• Prompt:
Pick the lines holding the string "target" out of the records and copy them.

──────── Material for the task ────────

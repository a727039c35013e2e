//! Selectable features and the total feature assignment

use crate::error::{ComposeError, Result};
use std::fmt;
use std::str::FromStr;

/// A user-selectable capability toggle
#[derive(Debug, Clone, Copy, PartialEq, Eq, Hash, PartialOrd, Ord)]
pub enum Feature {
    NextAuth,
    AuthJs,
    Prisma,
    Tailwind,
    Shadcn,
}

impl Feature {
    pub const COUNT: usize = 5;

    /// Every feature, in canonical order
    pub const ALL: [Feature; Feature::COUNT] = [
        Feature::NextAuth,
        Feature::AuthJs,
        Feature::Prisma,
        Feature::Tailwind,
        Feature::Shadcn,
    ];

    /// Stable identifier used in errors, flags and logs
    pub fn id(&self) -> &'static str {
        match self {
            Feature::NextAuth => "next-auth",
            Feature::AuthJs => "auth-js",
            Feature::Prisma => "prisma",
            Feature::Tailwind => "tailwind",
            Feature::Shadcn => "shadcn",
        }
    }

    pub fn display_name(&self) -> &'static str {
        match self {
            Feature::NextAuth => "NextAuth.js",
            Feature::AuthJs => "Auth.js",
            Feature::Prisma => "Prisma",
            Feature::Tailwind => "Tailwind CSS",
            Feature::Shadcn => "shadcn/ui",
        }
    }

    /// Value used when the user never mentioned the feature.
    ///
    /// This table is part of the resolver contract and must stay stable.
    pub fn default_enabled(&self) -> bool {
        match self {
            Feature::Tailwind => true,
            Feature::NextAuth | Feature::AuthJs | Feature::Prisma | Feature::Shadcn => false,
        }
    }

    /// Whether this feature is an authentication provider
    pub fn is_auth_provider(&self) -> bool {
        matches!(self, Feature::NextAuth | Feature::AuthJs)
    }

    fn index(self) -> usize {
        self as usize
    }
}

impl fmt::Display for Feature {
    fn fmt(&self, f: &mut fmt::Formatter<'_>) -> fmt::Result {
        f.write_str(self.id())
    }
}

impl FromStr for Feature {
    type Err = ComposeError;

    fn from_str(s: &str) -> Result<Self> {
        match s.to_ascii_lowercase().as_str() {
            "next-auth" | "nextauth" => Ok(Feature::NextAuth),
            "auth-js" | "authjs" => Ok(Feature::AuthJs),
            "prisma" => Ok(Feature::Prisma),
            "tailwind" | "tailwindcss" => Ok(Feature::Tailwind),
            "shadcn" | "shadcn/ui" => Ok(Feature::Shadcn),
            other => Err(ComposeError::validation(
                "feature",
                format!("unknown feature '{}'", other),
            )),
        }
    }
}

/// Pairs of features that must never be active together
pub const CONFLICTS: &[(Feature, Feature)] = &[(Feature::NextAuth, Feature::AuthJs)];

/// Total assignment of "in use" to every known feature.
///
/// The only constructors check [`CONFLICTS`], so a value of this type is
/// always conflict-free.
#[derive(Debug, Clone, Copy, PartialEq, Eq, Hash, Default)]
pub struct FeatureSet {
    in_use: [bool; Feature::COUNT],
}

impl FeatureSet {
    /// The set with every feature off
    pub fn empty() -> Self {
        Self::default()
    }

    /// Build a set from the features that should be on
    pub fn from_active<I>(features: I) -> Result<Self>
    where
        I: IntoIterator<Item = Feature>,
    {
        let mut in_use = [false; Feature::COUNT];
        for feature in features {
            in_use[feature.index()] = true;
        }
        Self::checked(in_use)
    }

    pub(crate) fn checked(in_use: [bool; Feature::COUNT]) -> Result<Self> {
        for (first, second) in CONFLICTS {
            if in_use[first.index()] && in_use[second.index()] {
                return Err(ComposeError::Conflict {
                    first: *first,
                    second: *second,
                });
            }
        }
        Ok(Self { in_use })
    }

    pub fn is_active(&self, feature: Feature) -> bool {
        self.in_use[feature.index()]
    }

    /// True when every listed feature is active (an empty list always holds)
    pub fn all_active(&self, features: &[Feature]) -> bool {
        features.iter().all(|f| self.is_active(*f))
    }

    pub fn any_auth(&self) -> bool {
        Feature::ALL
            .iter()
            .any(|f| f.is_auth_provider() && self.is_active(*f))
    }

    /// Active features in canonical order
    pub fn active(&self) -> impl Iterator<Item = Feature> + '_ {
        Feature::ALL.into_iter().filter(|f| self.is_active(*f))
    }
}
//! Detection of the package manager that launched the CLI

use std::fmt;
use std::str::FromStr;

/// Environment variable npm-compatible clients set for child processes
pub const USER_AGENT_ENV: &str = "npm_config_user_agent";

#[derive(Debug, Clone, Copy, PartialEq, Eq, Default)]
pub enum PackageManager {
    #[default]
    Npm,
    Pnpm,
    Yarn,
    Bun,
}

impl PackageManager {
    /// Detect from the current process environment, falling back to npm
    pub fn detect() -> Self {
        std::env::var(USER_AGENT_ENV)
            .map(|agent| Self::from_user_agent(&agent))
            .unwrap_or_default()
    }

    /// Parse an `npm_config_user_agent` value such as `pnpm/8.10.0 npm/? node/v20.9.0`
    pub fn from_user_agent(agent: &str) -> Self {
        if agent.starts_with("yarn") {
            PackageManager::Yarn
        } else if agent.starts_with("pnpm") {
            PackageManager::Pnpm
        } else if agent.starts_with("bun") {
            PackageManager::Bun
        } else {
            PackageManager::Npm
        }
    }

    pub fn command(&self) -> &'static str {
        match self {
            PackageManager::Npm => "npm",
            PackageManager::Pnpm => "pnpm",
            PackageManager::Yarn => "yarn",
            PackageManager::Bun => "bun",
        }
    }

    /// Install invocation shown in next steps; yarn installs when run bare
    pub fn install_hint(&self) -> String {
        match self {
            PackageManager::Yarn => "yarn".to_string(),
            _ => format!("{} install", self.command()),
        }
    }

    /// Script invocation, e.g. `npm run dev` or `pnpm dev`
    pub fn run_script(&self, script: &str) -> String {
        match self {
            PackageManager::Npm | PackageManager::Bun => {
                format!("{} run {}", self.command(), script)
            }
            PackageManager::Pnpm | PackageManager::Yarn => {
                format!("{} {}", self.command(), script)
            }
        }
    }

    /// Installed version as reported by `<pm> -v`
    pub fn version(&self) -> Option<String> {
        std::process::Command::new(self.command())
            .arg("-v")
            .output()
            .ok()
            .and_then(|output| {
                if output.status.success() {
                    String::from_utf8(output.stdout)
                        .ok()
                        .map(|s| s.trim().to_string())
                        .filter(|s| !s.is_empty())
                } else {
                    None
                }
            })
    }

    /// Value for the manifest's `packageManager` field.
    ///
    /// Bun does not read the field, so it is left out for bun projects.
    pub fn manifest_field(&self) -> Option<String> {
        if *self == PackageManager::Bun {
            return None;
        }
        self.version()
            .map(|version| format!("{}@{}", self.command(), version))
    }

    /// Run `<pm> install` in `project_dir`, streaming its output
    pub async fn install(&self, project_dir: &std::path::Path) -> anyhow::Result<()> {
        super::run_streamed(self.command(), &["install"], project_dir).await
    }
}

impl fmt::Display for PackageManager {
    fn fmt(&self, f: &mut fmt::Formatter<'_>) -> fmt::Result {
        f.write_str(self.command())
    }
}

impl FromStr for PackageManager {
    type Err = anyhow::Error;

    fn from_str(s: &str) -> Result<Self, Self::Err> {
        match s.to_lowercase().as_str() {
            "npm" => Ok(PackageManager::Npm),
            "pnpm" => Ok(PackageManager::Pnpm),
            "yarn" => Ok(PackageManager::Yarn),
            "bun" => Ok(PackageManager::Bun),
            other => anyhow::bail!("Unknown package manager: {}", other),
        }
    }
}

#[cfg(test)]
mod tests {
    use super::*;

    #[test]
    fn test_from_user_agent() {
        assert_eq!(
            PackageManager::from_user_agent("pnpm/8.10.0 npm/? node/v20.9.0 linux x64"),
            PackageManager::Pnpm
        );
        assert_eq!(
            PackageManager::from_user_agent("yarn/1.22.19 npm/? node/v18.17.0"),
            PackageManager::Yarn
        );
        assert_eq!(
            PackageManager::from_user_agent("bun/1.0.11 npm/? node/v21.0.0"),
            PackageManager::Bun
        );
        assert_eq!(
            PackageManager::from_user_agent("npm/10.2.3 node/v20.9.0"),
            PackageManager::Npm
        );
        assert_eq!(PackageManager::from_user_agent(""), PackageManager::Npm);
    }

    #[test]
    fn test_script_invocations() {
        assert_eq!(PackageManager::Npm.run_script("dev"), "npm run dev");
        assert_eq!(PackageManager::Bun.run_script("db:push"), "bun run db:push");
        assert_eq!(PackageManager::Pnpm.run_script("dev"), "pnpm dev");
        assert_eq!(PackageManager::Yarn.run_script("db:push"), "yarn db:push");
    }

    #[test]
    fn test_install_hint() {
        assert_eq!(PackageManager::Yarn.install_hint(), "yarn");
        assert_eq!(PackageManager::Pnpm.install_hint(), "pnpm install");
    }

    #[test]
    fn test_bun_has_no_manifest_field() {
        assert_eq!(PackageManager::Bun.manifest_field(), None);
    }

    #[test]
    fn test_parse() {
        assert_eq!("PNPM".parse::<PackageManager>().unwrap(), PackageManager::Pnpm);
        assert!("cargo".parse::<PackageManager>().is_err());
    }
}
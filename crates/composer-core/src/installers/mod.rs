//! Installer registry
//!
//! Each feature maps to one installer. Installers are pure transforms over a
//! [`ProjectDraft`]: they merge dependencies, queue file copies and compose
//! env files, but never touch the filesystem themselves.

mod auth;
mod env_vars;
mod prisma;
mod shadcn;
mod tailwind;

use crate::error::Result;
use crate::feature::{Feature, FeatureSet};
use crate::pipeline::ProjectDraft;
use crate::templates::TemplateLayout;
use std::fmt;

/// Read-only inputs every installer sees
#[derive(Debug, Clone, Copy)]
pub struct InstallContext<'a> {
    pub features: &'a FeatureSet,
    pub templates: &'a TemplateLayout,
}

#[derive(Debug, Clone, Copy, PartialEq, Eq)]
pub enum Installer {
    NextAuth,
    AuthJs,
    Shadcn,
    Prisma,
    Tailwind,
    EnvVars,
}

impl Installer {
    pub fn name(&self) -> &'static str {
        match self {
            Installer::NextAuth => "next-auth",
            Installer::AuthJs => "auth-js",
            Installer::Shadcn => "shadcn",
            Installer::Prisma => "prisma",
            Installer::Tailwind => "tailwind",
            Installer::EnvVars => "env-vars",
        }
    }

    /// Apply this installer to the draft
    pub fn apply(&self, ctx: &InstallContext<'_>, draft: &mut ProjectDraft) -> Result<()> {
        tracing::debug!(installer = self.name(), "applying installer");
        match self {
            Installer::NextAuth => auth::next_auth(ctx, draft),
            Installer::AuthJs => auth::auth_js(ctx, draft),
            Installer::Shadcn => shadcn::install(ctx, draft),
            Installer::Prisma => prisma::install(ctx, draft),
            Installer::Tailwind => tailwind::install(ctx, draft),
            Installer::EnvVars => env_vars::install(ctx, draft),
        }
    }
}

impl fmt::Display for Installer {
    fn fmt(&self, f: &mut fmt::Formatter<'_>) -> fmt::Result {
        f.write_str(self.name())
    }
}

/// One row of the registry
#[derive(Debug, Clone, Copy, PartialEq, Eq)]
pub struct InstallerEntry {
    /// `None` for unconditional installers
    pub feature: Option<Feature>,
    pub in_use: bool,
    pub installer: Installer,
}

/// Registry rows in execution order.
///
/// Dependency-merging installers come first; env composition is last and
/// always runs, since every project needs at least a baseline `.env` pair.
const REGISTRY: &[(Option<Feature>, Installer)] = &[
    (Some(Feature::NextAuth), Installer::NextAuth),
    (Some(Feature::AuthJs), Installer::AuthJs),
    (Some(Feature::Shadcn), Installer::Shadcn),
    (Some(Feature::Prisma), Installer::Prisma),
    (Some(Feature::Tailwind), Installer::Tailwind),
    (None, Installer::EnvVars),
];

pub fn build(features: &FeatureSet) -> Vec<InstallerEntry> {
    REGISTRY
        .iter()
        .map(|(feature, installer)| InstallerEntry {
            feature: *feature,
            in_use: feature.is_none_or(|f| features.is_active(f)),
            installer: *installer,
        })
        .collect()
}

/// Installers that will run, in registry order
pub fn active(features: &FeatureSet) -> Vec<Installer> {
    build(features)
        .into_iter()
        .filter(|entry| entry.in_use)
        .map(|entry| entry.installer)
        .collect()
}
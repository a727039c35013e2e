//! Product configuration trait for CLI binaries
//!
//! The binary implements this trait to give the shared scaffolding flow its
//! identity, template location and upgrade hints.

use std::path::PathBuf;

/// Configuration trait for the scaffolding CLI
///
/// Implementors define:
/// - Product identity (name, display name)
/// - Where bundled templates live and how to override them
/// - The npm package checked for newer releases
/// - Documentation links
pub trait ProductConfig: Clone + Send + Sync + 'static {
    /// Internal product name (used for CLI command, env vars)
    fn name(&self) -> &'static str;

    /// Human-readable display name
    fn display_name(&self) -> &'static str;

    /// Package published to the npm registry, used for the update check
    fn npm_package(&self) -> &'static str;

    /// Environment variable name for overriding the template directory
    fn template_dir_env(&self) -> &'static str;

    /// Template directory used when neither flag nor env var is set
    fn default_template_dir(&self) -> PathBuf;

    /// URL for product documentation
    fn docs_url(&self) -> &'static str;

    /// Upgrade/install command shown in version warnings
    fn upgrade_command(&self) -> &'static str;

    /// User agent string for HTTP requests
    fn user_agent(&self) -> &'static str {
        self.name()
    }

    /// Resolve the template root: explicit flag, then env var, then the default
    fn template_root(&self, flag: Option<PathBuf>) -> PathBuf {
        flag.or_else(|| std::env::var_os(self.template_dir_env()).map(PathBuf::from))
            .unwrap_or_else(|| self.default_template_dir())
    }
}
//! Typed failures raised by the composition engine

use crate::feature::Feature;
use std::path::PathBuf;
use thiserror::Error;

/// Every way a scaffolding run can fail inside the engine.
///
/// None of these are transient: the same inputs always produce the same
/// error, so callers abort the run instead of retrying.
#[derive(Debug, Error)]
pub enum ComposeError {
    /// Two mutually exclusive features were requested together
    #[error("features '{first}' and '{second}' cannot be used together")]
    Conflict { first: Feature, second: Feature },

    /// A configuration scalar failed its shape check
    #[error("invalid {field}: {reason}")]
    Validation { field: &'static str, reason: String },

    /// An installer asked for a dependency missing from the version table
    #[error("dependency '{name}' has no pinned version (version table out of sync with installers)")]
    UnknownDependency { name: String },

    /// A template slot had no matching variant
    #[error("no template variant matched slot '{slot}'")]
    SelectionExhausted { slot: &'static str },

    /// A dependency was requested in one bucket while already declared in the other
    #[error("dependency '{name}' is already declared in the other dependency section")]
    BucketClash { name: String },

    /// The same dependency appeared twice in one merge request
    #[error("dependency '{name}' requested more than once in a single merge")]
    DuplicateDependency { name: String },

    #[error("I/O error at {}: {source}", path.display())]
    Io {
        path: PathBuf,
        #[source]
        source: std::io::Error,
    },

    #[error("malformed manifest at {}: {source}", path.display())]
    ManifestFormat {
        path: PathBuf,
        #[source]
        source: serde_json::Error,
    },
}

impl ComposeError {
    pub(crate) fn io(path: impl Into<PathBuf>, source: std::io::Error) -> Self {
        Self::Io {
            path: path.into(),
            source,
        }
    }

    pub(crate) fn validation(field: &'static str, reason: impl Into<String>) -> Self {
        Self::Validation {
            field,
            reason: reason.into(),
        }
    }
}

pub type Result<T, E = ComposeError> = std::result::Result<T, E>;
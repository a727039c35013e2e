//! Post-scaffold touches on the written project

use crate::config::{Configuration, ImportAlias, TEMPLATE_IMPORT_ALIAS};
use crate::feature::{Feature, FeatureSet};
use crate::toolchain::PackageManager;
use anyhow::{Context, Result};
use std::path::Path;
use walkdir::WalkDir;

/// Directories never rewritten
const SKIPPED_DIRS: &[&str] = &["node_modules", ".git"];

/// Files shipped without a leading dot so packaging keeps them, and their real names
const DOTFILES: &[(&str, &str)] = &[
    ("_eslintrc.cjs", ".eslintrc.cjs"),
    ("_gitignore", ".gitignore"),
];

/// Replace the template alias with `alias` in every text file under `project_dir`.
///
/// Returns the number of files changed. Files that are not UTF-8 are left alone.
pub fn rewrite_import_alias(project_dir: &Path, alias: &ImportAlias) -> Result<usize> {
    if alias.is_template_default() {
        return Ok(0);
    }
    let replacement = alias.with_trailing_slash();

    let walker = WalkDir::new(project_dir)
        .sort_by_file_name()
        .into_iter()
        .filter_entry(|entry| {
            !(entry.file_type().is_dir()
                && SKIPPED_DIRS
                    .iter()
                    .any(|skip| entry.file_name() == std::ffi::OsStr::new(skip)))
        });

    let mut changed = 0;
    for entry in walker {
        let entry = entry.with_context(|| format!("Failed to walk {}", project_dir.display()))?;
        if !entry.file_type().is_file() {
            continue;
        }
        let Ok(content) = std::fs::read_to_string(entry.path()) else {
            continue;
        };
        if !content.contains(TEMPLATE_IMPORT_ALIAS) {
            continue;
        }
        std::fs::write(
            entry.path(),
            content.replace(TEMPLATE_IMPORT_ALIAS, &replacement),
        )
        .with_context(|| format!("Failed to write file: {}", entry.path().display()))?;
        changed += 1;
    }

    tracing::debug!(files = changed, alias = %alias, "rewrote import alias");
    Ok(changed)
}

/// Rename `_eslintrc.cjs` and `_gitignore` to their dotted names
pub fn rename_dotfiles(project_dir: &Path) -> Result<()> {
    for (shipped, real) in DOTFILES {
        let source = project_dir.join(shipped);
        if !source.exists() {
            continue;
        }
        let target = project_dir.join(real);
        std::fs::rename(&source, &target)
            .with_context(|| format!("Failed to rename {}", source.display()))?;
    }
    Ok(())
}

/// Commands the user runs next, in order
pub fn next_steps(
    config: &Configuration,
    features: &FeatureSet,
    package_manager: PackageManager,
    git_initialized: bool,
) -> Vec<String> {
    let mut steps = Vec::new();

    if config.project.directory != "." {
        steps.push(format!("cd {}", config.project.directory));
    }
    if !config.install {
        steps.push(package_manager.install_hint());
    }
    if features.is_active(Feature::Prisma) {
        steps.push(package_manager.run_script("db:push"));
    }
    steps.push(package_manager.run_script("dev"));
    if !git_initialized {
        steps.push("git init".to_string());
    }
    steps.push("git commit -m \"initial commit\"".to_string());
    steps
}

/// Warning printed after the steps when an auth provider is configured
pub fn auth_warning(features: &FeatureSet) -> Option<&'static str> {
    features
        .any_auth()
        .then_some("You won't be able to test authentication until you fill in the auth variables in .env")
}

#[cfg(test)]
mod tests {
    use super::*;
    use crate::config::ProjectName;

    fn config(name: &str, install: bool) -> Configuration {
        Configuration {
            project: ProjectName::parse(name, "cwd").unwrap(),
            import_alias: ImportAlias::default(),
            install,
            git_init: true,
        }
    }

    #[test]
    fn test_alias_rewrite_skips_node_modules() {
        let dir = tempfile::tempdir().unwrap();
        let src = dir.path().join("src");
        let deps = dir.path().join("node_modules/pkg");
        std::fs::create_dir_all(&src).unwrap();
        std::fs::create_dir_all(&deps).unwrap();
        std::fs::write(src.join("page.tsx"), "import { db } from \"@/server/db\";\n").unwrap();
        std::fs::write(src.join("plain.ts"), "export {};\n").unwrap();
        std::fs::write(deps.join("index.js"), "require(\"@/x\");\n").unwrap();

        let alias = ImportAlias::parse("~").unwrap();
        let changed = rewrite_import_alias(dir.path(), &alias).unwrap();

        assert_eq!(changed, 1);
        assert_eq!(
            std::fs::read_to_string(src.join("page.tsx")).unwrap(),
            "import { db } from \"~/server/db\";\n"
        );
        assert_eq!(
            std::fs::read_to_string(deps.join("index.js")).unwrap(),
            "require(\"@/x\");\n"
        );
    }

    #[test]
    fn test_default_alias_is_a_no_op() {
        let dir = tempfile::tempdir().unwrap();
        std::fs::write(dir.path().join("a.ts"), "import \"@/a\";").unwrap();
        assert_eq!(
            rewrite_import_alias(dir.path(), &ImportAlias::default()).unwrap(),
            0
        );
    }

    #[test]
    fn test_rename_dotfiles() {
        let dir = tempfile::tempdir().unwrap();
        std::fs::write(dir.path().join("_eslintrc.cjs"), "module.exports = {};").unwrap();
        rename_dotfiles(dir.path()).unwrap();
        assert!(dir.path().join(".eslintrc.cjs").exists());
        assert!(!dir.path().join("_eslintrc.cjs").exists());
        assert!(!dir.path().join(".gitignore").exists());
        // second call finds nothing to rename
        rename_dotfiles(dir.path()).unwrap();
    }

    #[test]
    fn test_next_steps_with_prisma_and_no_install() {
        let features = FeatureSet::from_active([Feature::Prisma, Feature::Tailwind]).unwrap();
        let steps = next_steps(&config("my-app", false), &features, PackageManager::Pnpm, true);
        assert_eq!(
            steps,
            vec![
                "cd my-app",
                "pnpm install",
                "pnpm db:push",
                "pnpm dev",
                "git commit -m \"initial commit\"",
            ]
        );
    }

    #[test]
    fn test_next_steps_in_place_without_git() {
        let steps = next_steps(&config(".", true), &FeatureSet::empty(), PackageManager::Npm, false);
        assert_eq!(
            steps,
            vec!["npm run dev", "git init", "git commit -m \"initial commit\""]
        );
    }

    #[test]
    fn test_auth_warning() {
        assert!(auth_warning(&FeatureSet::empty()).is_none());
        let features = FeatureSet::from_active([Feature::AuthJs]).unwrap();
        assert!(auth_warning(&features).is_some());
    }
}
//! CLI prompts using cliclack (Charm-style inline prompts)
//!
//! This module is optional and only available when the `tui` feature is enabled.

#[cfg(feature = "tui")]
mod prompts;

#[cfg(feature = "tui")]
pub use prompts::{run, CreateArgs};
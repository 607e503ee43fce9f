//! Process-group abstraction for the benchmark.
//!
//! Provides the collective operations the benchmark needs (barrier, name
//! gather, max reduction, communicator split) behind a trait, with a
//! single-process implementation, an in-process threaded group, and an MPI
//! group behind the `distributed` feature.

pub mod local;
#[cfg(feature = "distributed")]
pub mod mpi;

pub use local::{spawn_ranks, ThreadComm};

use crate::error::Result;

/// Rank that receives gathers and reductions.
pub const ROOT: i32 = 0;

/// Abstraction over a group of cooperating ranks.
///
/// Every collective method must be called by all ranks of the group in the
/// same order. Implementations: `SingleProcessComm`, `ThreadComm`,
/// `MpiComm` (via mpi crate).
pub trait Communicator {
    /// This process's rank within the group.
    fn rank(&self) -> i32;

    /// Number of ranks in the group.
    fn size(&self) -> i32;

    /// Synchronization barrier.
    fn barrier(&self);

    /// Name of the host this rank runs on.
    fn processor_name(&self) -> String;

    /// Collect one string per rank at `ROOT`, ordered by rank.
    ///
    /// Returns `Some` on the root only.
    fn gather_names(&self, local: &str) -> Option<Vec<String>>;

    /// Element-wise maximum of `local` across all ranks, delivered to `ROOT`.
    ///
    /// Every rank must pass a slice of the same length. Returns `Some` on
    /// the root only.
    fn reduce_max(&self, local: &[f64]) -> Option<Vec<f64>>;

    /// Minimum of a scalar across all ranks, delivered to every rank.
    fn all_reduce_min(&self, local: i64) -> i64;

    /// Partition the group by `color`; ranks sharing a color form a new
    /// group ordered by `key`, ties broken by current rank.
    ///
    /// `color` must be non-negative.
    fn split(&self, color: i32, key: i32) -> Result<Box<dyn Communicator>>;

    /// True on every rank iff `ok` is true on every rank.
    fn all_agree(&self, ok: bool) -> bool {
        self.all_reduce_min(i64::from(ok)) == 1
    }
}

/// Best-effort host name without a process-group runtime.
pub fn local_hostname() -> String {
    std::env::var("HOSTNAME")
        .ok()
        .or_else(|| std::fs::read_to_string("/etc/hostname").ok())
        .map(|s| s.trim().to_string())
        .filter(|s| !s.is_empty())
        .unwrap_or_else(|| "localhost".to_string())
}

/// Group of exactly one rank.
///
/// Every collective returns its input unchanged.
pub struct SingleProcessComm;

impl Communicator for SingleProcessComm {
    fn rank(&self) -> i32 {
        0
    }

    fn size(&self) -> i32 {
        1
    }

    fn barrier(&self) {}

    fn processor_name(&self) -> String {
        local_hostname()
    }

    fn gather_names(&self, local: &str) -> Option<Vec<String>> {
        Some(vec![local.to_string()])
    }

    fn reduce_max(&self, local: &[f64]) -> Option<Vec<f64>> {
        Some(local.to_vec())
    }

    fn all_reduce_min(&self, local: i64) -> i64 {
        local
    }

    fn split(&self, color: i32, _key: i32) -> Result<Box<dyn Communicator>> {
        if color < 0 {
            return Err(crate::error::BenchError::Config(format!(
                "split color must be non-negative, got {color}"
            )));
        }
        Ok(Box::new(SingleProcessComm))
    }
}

────────

• Answer to this problem:
        let target = project_dir.join(real);
        std::fs::rename(&source, &target)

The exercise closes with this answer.